◆ PROBLEM STATEMENT ◆
Give again only those lines from the start of the entries through the line holding "pub use checkstyle::CheckstyleRenderer;", leaving them as they are.

◆ RECORDS SHOWN ◆
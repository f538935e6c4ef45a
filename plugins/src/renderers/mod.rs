//! Report renderers. Each one reads the completed report through the ordering pipeline.

mod checkstyle;
mod codeclimate;
mod console;
mod file_xml;
mod github;
mod json;
mod task_xml;
mod xml;

pub use checkstyle::CheckstyleRenderer;
pub use codeclimate::CodeClimateRenderer;
pub use console::ConsoleRenderer;
pub use file_xml::FileXmlRenderer;
pub use github::GithubRenderer;
pub use json::JsonRenderer;
pub use task_xml::TaskXmlRenderer;

use std::fs::File;
use std::io::{BufWriter, Write};
use std::path::{Path, PathBuf};

use qcheck_core::{FileRange, Report, Severity};
use tracing::info;

use crate::error::RenderError;
use crate::factory::build_renderer;

pub trait ReportRenderer: Send {
    fn name(&self) -> &str;

    /// File name under the output directory, or `None` for renderers that write to stdout.
    fn file_name(&self) -> Option<&str> {
        None
    }

    fn render(
        &self,
        report: &Report,
        minimum: Severity,
        out: &mut dyn Write,
    ) -> Result<(), RenderError>;
}

/// Render every named report. File renderers land in `output_dir`; the rest go to `stdout`.
///
/// Returns the paths of the files written.
pub fn write_reports(
    report: &Report,
    names: &[String],
    minimum: Severity,
    output_dir: &Path,
    stdout: &mut dyn Write,
) -> Result<Vec<PathBuf>, RenderError> {
    let mut written = Vec::new();
    for name in names {
        let renderer = build_renderer(name)?;
        match renderer.file_name() {
            Some(file_name) => {
                std::fs::create_dir_all(output_dir)?;
                let path = output_dir.join(file_name);
                let mut out = BufWriter::new(File::create(&path)?);
                renderer.render(report, minimum, &mut out)?;
                out.flush()?;
                info!(target: "qcheck::report", renderer = renderer.name(), path = %path.display(), "report written");
                written.push(path);
            }
            None => {
                renderer.render(report, minimum, stdout)?;
                stdout.flush()?;
            }
        }
    }
    Ok(written)
}

/// `line[:column]` of a range start, or `-` when the range covers the whole file.
pub(crate) fn position(range: &FileRange) -> String {
    match (range.start_line, range.start_column) {
        (Some(line), Some(column)) => format!("{line}:{column}"),
        (Some(line), None) => line.to_string(),
        _ => "-".to_string(),
    }
}
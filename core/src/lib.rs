//! qcheck core: runs a list of analysis tasks under a cost budget and orders the
//! diagnostics they report.
//!
//! # Architecture
//!
//! ```text
//! Iterator<Task>
//!   ↓
//! Scheduler::run()            admission against the budget, polling, fast-finish drain
//!   ↓
//! Report { TaskReport { Diagnostic { FileRange } } }
//!   ↓
//! DiagnosticPipeline          severity filter → chained sort stages
//!   ↓
//! renderers (qcheck-plugins)
//! ```

pub mod config;
pub mod error;
pub mod ordering;
pub mod report;
pub mod scheduler;
pub mod task;

pub use error::{ConfigError, ReportError, SchedulerError};
pub use ordering::{DiagnosticEntry, DiagnosticPipeline};
pub use report::{Diagnostic, FileRange, Report, ReportStatus, Severity, TaskReport};
pub use scheduler::{RunEvent, RunObserver, Scheduler, SchedulerOpts};
pub use task::{BlockingTask, ParallelTask, Task};
use std::io::Write;

use qcheck_core::{DiagnosticPipeline, Report, Severity};

use super::xml::{attr, opt_attr, DECLARATION};
use super::ReportRenderer;
use crate::error::RenderError;

/// Checkstyle XML. Global diagnostics go under a `<file>` named after the reporting task.
pub struct CheckstyleRenderer;

fn severity_name(severity: Severity) -> &'static str {
    match severity {
        Severity::Fatal | Severity::Major => "error",
        Severity::Minor | Severity::Marginal => "warning",
        Severity::Info => "info",
        Severity::None => "ignore",
    }
}

impl ReportRenderer for CheckstyleRenderer {
    fn name(&self) -> &str {
        "checkstyle"
    }

    fn file_name(&self) -> Option<&str> {
        Some("checkstyle.xml")
    }

    fn render(
        &self,
        report: &Report,
        minimum: Severity,
        out: &mut dyn Write,
    ) -> Result<(), RenderError> {
        writeln!(out, "{DECLARATION}")?;
        writeln!(out, r#"<checkstyle version="4.3">"#)?;

        let entries = DiagnosticPipeline::filter_by_minimum_severity(report, minimum)
            .sort_by_file_and_range()
            .then_sort_by_tool();

        let mut open_file: Option<&str> = None;
        for entry in entries.produce() {
            let group = entry.file().unwrap_or(entry.task.name());
            if open_file != Some(group) {
                if open_file.is_some() {
                    writeln!(out, "  </file>")?;
                }
                writeln!(out, "  <file{}>", attr("name", group))?;
                open_file = Some(group);
            }

            let range = entry.range;
            let diagnostic = entry.diagnostic;
            writeln!(
                out,
                "    <error{}{}{}{}{}/>",
                opt_attr("line", range.and_then(|r| r.start_line)),
                opt_attr("column", range.and_then(|r| r.start_column)),
                attr("severity", severity_name(diagnostic.severity)),
                attr("message", &diagnostic.message),
                attr(
                    "source",
                    diagnostic.source.as_deref().unwrap_or(entry.task.name())
                ),
            )?;
        }
        if open_file.is_some() {
            writeln!(out, "  </file>")?;
        }

        writeln!(out, "</checkstyle>")?;
        Ok(())
    }
}
use std::io::Write;

use qcheck_core::{DiagnosticPipeline, Report, Severity};

use super::ReportRenderer;
use crate::error::RenderError;

/// GitHub Actions workflow commands, one annotation per entry.
pub struct GithubRenderer;

fn command_for(severity: Severity) -> &'static str {
    match severity {
        Severity::Fatal | Severity::Major => "error",
        Severity::Minor | Severity::Marginal => "warning",
        Severity::Info | Severity::None => "notice",
    }
}

fn escape_data(s: &str) -> String {
    s.replace('%', "%25")
        .replace('\r', "%0D")
        .replace('\n', "%0A")
}

fn escape_property(s: &str) -> String {
    escape_data(s).replace(':', "%3A").replace(',', "%2C")
}

impl ReportRenderer for GithubRenderer {
    fn name(&self) -> &str {
        "github"
    }

    fn render(
        &self,
        report: &Report,
        minimum: Severity,
        out: &mut dyn Write,
    ) -> Result<(), RenderError> {
        let entries = DiagnosticPipeline::filter_by_minimum_severity(report, minimum)
            .sort_by_file_and_range()
            .then_sort_by_tool();

        for entry in entries.produce() {
            let mut props = Vec::new();
            if let Some(range) = entry.range {
                props.push(format!("file={}", escape_property(&range.file)));
                let bounds = [
                    ("line", range.start_line),
                    ("col", range.start_column),
                    ("endLine", range.end_line),
                    ("endColumn", range.end_column),
                ];
                for (key, value) in bounds {
                    if let Some(value) = value {
                        props.push(format!("{key}={value}"));
                    }
                }
            }
            props.push(format!("title={}", escape_property(entry.task.name())));

            writeln!(
                out,
                "::{} {}::{}",
                command_for(entry.diagnostic.severity),
                props.join(","),
                escape_data(&entry.diagnostic.message)
            )?;
        }
        Ok(())
    }
}

#[cfg(test)]
mod tests {
    use super::*;
    use crate::renderers::fixtures::{render_to_string, sample_report};
    use pretty_assertions::assert_eq;

    #[test]
    fn test_github_annotations() {
        let report = sample_report();
        let text = render_to_string(&GithubRenderer, &report, Severity::Info);

        let expected = "\
::notice title=phpcs::3 files checked
::error file=src/a.php,title=phpstan::Syntax error
::warning file=src/a.php,line=12,endLine=12,endColumn=140,title=phpcs::Line exceeds 120 characters
::error file=src/b.php,line=7,col=3,title=phpstan::Undefined variable $x
";
        assert_eq!(text, expected);
    }

    #[test]
    fn test_github_escapes_messages() {
        assert_eq!(escape_data("50% done\nnext"), "50%25 done%0Anext");
        assert_eq!(escape_property("a:b,c"), "a%3Ab%2Cc");
    }
}
use std::collections::HashMap;
use std::sync::Mutex;
use std::time::Duration;

use indicatif::{MultiProgress, ProgressBar, ProgressStyle};
use qcheck_core::report::ReportStatus;
use qcheck_core::{RunEvent, RunObserver};

/// Progress bars for a scheduler run: an overall bar plus one spinner per active task.
pub struct ProgressObserver {
    multi: MultiProgress,
    overall: ProgressBar,
    task_bars: Mutex<HashMap<String, ProgressBar>>,
    enabled: bool,
}

impl ProgressObserver {
    /// `enabled = false` yields an observer that draws nothing (non-TTY stderr, CI output).
    pub fn new(total_tasks: usize, enabled: bool) -> Self {
        if !enabled {
            return Self {
                multi: MultiProgress::new(),
                overall: ProgressBar::hidden(),
                task_bars: Mutex::new(HashMap::new()),
                enabled: false,
            };
        }

        let multi = MultiProgress::new();
        let overall = multi.add(ProgressBar::new(total_tasks as u64));
        if let Ok(style) = ProgressStyle::default_bar()
            .template("[{elapsed_precise}] {bar:40.cyan/blue} {pos}/{len} tasks {msg}")
        {
            overall.set_style(style.progress_chars("█▓▒░  "));
        }
        overall.set_message("starting");

        Self {
            multi,
            overall,
            task_bars: Mutex::new(HashMap::new()),
            enabled: true,
        }
    }

    fn bars(&self) -> std::sync::MutexGuard<'_, HashMap<String, ProgressBar>> {
        match self.task_bars.lock() {
            Ok(guard) => guard,
            Err(poisoned) => poisoned.into_inner(),
        }
    }

    fn add_task(&self, task: &str, cost: Option<u32>) {
        let bar = self.multi.add(ProgressBar::new_spinner());
        if let Ok(style) = ProgressStyle::default_spinner().template("  {spinner:.green} {msg}") {
            bar.set_style(style.tick_strings(&["⠋", "⠙", "⠹", "⠸", "⠼", "⠴", "⠦", "⠧", "⠇", "⠏"]));
        }
        match cost {
            Some(cost) => bar.set_message(format!("{task} (cost {cost})")),
            None => bar.set_message(format!("{task} (exclusive)")),
        }
        bar.enable_steady_tick(Duration::from_millis(100));
        self.bars().insert(task.to_string(), bar);
    }

    fn complete_task(&self, task: &str, status: ReportStatus, duration_ms: u64) {
        if let Some(bar) = self.bars().remove(task) {
            let icon = if status == ReportStatus::Passed { "✅" } else { "❌" };
            bar.finish_with_message(format!("{icon} {task} ({duration_ms}ms)"));
        }
        self.overall.inc(1);
    }
}

impl RunObserver for ProgressObserver {
    fn on_event(&self, event: &RunEvent) {
        if !self.enabled {
            return;
        }
        match event {
            RunEvent::RunStart { budget } => {
                self.overall.set_message(format!("budget {budget}"));
            }
            RunEvent::TaskAdmitted { task, cost, .. } => self.add_task(task, *cost),
            RunEvent::TaskFinished {
                task,
                status,
                duration_ms,
            } => self.complete_task(task, *status, *duration_ms),
            RunEvent::Stopping { task } => {
                self.overall
                    .set_message(format!("{task} failed, draining"));
            }
            RunEvent::RunEnd { success, .. } => {
                let msg = if *success { "✅ all tasks passed" } else { "❌ run failed" };
                self.overall.finish_with_message(msg);
            }
        }
    }
}

impl Drop for ProgressObserver {
    fn drop(&mut self) {
        for (_, bar) in self.bars().drain() {
            bar.finish_and_clear();
        }
    }
}
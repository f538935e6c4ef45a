use std::io::Write;

use qcheck_core::{DiagnosticPipeline, Report, Severity};

use super::task_xml::report_open_tag;
use super::xml::{attr, diagnostic_element, DECLARATION};
use super::ReportRenderer;
use crate::error::RenderError;

/// One `<file>` element per file, preceded by a `<global>` element for range-less findings.
pub struct FileXmlRenderer;

impl ReportRenderer for FileXmlRenderer {
    fn name(&self) -> &str {
        "file-xml"
    }

    fn file_name(&self) -> Option<&str> {
        Some("file-report.xml")
    }

    fn render(
        &self,
        report: &Report,
        minimum: Severity,
        out: &mut dyn Write,
    ) -> Result<(), RenderError> {
        writeln!(out, "{DECLARATION}")?;
        writeln!(out, "{}", report_open_tag(report))?;

        let pipeline = DiagnosticPipeline::filter_by_minimum_severity(report, minimum)
            .sort_by_file_and_range()
            .then_sort_by_tool();
        let mut entries = pipeline.produce().peekable();

        // Range-less entries sort first.
        writeln!(out, "  <global>")?;
        while let Some(entry) = entries.next_if(|e| e.range.is_none()) {
            writeln!(out, "    {}", diagnostic_element(&entry, true, false))?;
        }
        writeln!(out, "  </global>")?;

        let mut open_file: Option<&str> = None;
        for entry in entries {
            let file = entry.file();
            if file != open_file {
                if open_file.is_some() {
                    writeln!(out, "  </file>")?;
                }
                writeln!(out, "  <file{}>", attr("name", file.unwrap_or_default()))?;
                open_file = file;
            }
            writeln!(out, "    {}", diagnostic_element(&entry, true, false))?;
        }
        if open_file.is_some() {
            writeln!(out, "  </file>")?;
        }

        writeln!(out, "</report>")?;
        Ok(())
    }
}

#[cfg(test)]
mod tests {
    use super::*;
    use crate::renderers::fixtures::{render_to_string, sample_report};
    use pretty_assertions::assert_eq;

    #[test]
    fn test_file_xml_groups_by_file() {
        let report = sample_report();
        let text = render_to_string(&FileXmlRenderer, &report, Severity::Info);
        let body: Vec<&str> = text.lines().skip(2).collect();

        let expected = vec![
            r#"  <global>"#,
            r#"    <diagnostic task="phpcs" severity="info">3 files checked</diagnostic>"#,
            r#"  </global>"#,
            r#"  <file name="src/a.php">"#,
            r#"    <diagnostic task="phpstan" severity="fatal">Syntax error</diagnostic>"#,
            r#"    <diagnostic task="phpcs" severity="minor" source="phpcs" start-line="12" end-line="12" end-column="140">Line exceeds 120 characters</diagnostic>"#,
            r#"  </file>"#,
            r#"  <file name="src/b.php">"#,
            r#"    <diagnostic task="phpstan" severity="major" source="phpstan" start-line="7" start-column="3">Undefined variable $x</diagnostic>"#,
            r#"  </file>"#,
            r#"</report>"#,
        ];
        assert_eq!(body, expected);
    }

    #[test]
    fn test_file_xml_keeps_empty_global() {
        let report = sample_report();
        let text = render_to_string(&FileXmlRenderer, &report, Severity::Major);
        assert!(text.contains("  <global>\n  </global>\n"));
    }
}
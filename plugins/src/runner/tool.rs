use std::collections::BTreeMap;
use std::path::PathBuf;
use std::process::{ExitStatus, Stdio};
use std::sync::Arc;
use std::time::Instant;

use anyhow::{Context, Result};
use async_trait::async_trait;
use qcheck_core::report::{Attachment, ReportStatus};
use qcheck_core::{BlockingTask, Diagnostic, ParallelTask, Severity, TaskReport};
use tokio::process::{Child, Command};
use tokio::sync::mpsc;
use tokio::sync::mpsc::error::TryRecvError;
use tracing::{debug, info, trace};

use super::io_pump::{pump, LineStream, LineTap};
use super::ring::RingBytes;
use crate::parsers::OutputParser;

const TARGET: &str = "qcheck::task";
const LINE_CHANNEL_CAPACITY: usize = 1024;

/// Everything needed to launch one tool and judge its outcome.
#[derive(Debug, Clone)]
pub struct ToolSpec {
    pub name: String,
    pub program: String,
    pub args: Vec<String>,
    pub env: BTreeMap<String, String>,
    pub workdir: PathBuf,
    pub cost: u32,
    pub success_exit_codes: Vec<i32>,
    pub fail_on: Option<Severity>,
    pub capture_bytes: usize,
}

struct RunningProcess {
    child: Child,
    lines: mpsc::Receiver<LineTap>,
    lines_open: bool,
    stderr_tail: Arc<RingBytes>,
    exit: Option<ExitStatus>,
    started: Instant,
}

/// An external analysis tool run as a child process.
///
/// Usable as a parallel task (spawned, then polled without blocking) or as a blocking task
/// (spawned and awaited inline).
pub struct ToolTask {
    spec: ToolSpec,
    parser: Box<dyn OutputParser>,
    process: Option<RunningProcess>,
}

impl ToolTask {
    pub fn new(spec: ToolSpec, parser: Box<dyn OutputParser>) -> Self {
        Self {
            spec,
            parser,
            process: None,
        }
    }

    pub fn spec(&self) -> &ToolSpec {
        &self.spec
    }

    fn spawn(&mut self) -> Result<()> {
        if self.process.is_some() {
            anyhow::bail!("task '{}' started twice", self.spec.name);
        }

        info!(
            target: TARGET,
            task = %self.spec.name,
            program = %self.spec.program,
            args = ?self.spec.args,
            workdir = %self.spec.workdir.display(),
            "spawning tool"
        );

        let mut child = Command::new(&self.spec.program)
            .args(&self.spec.args)
            .envs(&self.spec.env)
            .current_dir(&self.spec.workdir)
            .stdin(Stdio::null())
            .stdout(Stdio::piped())
            .stderr(Stdio::piped())
            .spawn()
            .with_context(|| format!("spawn '{}' for task '{}'", self.spec.program, self.spec.name))?;

        let stdout = child.stdout.take().context("child stdout not captured")?;
        let stderr = child.stderr.take().context("child stderr not captured")?;

        let (line_tx, lines) = mpsc::channel(LINE_CHANNEL_CAPACITY);
        let stderr_tail = RingBytes::new(self.spec.capture_bytes);
        pump(
            stdout,
            LineStream::Stdout,
            None,
            line_tx.clone(),
            self.spec.name.clone(),
        );
        pump(
            stderr,
            LineStream::Stderr,
            Some(stderr_tail.clone()),
            line_tx,
            self.spec.name.clone(),
        );

        self.process = Some(RunningProcess {
            child,
            lines,
            lines_open: true,
            stderr_tail,
            exit: None,
            started: Instant::now(),
        });
        Ok(())
    }

    /// Record the exit, attach the stderr tail and close the report.
    fn conclude(&mut self, report: &mut TaskReport) -> Result<()> {
        let process = self.process.as_ref().context("task concluded before start")?;
        let status = process.exit.context("task concluded before exit")?;
        let exit_code = status.code().unwrap_or(-1);

        if !process.stderr_tail.is_empty() {
            report.add_attachment(Attachment {
                name: format!("{}.stderr.log", self.spec.name),
                mime_type: Some("text/plain".to_string()),
                content: process.stderr_tail.to_string_lossy(),
            });
        }

        let exit_ok = self.spec.success_exit_codes.contains(&exit_code);
        if !exit_ok && report.diagnostics().is_empty() {
            report.add_diagnostic(
                Diagnostic::new(
                    Severity::Fatal,
                    format!("{} exited with code {}", self.spec.program, exit_code),
                )
                .with_source(self.spec.name.clone()),
            );
        }

        let threshold_hit = self.spec.fail_on.is_some_and(|threshold| {
            report
                .diagnostics()
                .iter()
                .any(|d| d.severity >= threshold)
        });

        let outcome = if exit_ok && !threshold_hit {
            ReportStatus::Passed
        } else {
            ReportStatus::Failed
        };
        report.close(outcome);

        debug!(
            target: TARGET,
            task = %self.spec.name,
            exit_code,
            status = outcome.as_str(),
            elapsed_ms = process.started.elapsed().as_millis() as u64,
            "tool exited"
        );
        Ok(())
    }
}

fn handle_line(
    name: &str,
    parser: &mut dyn OutputParser,
    tap: LineTap,
    report: &mut TaskReport,
) {
    trace!(target: TARGET, task = name, stream = ?tap.stream, line = %tap.line);
    if tap.stream == LineStream::Stdout {
        if let Some(diagnostic) = parser.parse_line(&tap.line) {
            report.add_diagnostic(diagnostic);
        }
    }
}

impl ParallelTask for ToolTask {
    fn name(&self) -> &str {
        &self.spec.name
    }

    fn cost(&self) -> u32 {
        self.spec.cost
    }

    fn start(&mut self, _report: &mut TaskReport) -> Result<()> {
        self.spawn()
    }

    fn poll(&mut self, report: &mut TaskReport) -> Result<bool> {
        let Self {
            spec,
            parser,
            process,
        } = self;
        let process = process.as_mut().context("task polled before start")?;

        while process.lines_open {
            match process.lines.try_recv() {
                Ok(tap) => handle_line(&spec.name, parser.as_mut(), tap, report),
                Err(TryRecvError::Empty) => break,
                Err(TryRecvError::Disconnected) => process.lines_open = false,
            }
        }

        if process.exit.is_none() {
            process.exit = process
                .child
                .try_wait()
                .with_context(|| format!("wait for task '{}'", spec.name))?;
        }

        if process.exit.is_none() || process.lines_open {
            return Ok(true);
        }

        self.conclude(report)?;
        Ok(false)
    }
}

#[async_trait]
impl BlockingTask for ToolTask {
    fn name(&self) -> &str {
        &self.spec.name
    }

    async fn run(&mut self, report: &mut TaskReport) -> Result<()> {
        self.spawn()?;

        let Self {
            spec,
            parser,
            process,
        } = self;
        let process = process.as_mut().context("task not spawned")?;

        while let Some(tap) = process.lines.recv().await {
            handle_line(&spec.name, parser.as_mut(), tap, report);
        }
        process.lines_open = false;
        process.exit = Some(
            process
                .child
                .wait()
                .await
                .with_context(|| format!("wait for task '{}'", spec.name))?,
        );

        self.conclude(report)
    }
}

#[cfg(all(test, unix))]
mod tests {
    use super::*;
    use crate::parsers::GnuLineParser;
    use qcheck_core::Report;
    use std::time::Duration;

    fn sh(name: &str, script: &str) -> ToolTask {
        let spec = ToolSpec {
            name: name.to_string(),
            program: "sh".to_string(),
            args: vec!["-c".to_string(), script.to_string()],
            env: BTreeMap::new(),
            workdir: PathBuf::from("."),
            cost: 1,
            success_exit_codes: vec![0],
            fail_on: None,
            capture_bytes: 1024,
        };
        ToolTask::new(spec, Box::new(GnuLineParser::new(name)))
    }

    #[tokio::test]
    async fn test_poll_until_exit_collects_diagnostics() {
        let mut report = Report::new();
        let id = report.add_task_report("lint").unwrap();
        let mut task = sh("lint", "echo 'a.php:3:1: warning: spaces'; echo oops >&2; exit 0");

        ParallelTask::start(&mut task, &mut report[id]).unwrap();
        while ParallelTask::poll(&mut task, &mut report[id]).unwrap() {
            tokio::time::sleep(Duration::from_millis(5)).await;
        }

        let task_report = &report[id];
        assert_eq!(task_report.status(), ReportStatus::Passed);
        assert_eq!(task_report.diagnostics().len(), 1);
        assert_eq!(task_report.diagnostics()[0].severity, Severity::Minor);
        assert_eq!(task_report.attachments()[0].content, "oops\n");
    }

    #[tokio::test]
    async fn test_blocking_run_fails_on_exit_code() {
        let mut report = Report::new();
        let id = report.add_task_report("broken").unwrap();
        let mut task = sh("broken", "exit 3");

        BlockingTask::run(&mut task, &mut report[id]).await.unwrap();

        let task_report = &report[id];
        assert_eq!(task_report.status(), ReportStatus::Failed);
        assert_eq!(task_report.diagnostics()[0].message, "sh exited with code 3");
    }

    #[tokio::test]
    async fn test_fail_on_threshold() {
        let mut report = Report::new();
        let id = report.add_task_report("strict").unwrap();
        let mut task = sh("strict", "echo 'b.php:1: error: broken'");
        task.spec.fail_on = Some(Severity::Major);

        BlockingTask::run(&mut task, &mut report[id]).await.unwrap();
        assert_eq!(report[id].status(), ReportStatus::Failed);
    }

    #[tokio::test]
    async fn test_missing_program_is_an_error() {
        let mut report = Report::new();
        let id = report.add_task_report("ghost").unwrap();
        let mut task = sh("ghost", "true");
        task.spec.program = "/nonexistent/qcheck-tool".to_string();

        assert!(ParallelTask::start(&mut task, &mut report[id]).is_err());
    }
}
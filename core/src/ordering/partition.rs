use std::iter::Peekable;

use super::criterion::{compare_chain, SortCriterion};
use super::entry::DiagnosticEntry;

/// Refines an already-sorted stream by one more criterion.
///
/// Only runs of entries that the upstream criteria consider equal are buffered and re-sorted;
/// everything else streams through. Upstream output going backwards is an ordering defect
/// and panics.
pub(crate) struct PartitionSort<'a, I>
where
    I: Iterator<Item = DiagnosticEntry<'a>>,
{
    input: Peekable<I>,
    parent: Vec<SortCriterion>,
    criterion: SortCriterion,
    partition: std::vec::IntoIter<DiagnosticEntry<'a>>,
}

impl<'a, I> PartitionSort<'a, I>
where
    I: Iterator<Item = DiagnosticEntry<'a>>,
{
    pub(crate) fn new(input: I, parent: Vec<SortCriterion>, criterion: SortCriterion) -> Self {
        Self {
            input: input.peekable(),
            parent,
            criterion,
            partition: Vec::new().into_iter(),
        }
    }

    fn next_partition(&mut self) -> Option<Vec<DiagnosticEntry<'a>>> {
        let first = self.input.next()?;
        let mut buffer = vec![first];

        while let Some(next) = self.input.peek() {
            let last = buffer[buffer.len() - 1];
            match compare_chain(&self.parent, &last, next) {
                std::cmp::Ordering::Equal => buffer.extend(self.input.next()),
                std::cmp::Ordering::Less => break,
                std::cmp::Ordering::Greater => panic!(
                    "diagnostic ordering violated: upstream stage sorted by {:?} went backwards \
                     between '{}' and '{}'",
                    self.parent, last.diagnostic.message, next.diagnostic.message
                ),
            }
        }

        let criterion = self.criterion;
        buffer.sort_by(|a, b| criterion.compare(a, b));
        Some(buffer)
    }
}

impl<'a, I> Iterator for PartitionSort<'a, I>
where
    I: Iterator<Item = DiagnosticEntry<'a>>,
{
    type Item = DiagnosticEntry<'a>;

    fn next(&mut self) -> Option<Self::Item> {
        if let Some(entry) = self.partition.next() {
            return Some(entry);
        }
        self.partition = self.next_partition()?.into_iter();
        self.partition.next()
    }
}

#[cfg(test)]
mod tests {
    use super::*;
    use crate::report::{Diagnostic, FileRange, Report, ReportStatus, Severity};

    fn report() -> Report {
        let mut report = Report::new();
        let b = report.add_task_report("b").unwrap();
        report[b].add_diagnostic(
            Diagnostic::new(Severity::Info, "b2").with_file_range(FileRange::at("x.php", 2)),
        );
        let a = report.add_task_report("a").unwrap();
        report[a].add_diagnostic(
            Diagnostic::new(Severity::Info, "a1").with_file_range(FileRange::at("x.php", 1)),
        );
        report[a].close(ReportStatus::Passed);
        report[b].close(ReportStatus::Passed);
        report
    }

    #[test]
    fn test_partitions_are_resorted_locally() {
        let report = report();
        // Both entries share the file, so they form one partition re-sorted by range.
        let sorted = PartitionSort::new(
            crate::ordering::entry::enumerate(&report),
            vec![SortCriterion::File],
            SortCriterion::Range,
        );
        let messages: Vec<_> = sorted.map(|e| e.diagnostic.message.as_str()).collect();
        assert_eq!(messages, vec!["a1", "b2"]);
    }

    #[test]
    #[should_panic(expected = "diagnostic ordering violated")]
    fn test_unsorted_parent_panics() {
        let report = report();
        // Enumeration order is b, a: not sorted by tool.
        let sorted = PartitionSort::new(
            crate::ordering::entry::enumerate(&report),
            vec![SortCriterion::Tool],
            SortCriterion::Range,
        );
        let _ = sorted.count();
    }
}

◆ WRITTEN RESPONSE ◆
repository f538935e6c4ef45a
filename plugins/src/renderers/mod.rs
//! Report renderers. Each one reads the completed report through the ordering pipeline.

mod checkstyle;
mod codeclimate;
mod console;
mod file_xml;
mod github;
mod json;
mod task_xml;
mod xml;

pub use checkstyle::CheckstyleRenderer;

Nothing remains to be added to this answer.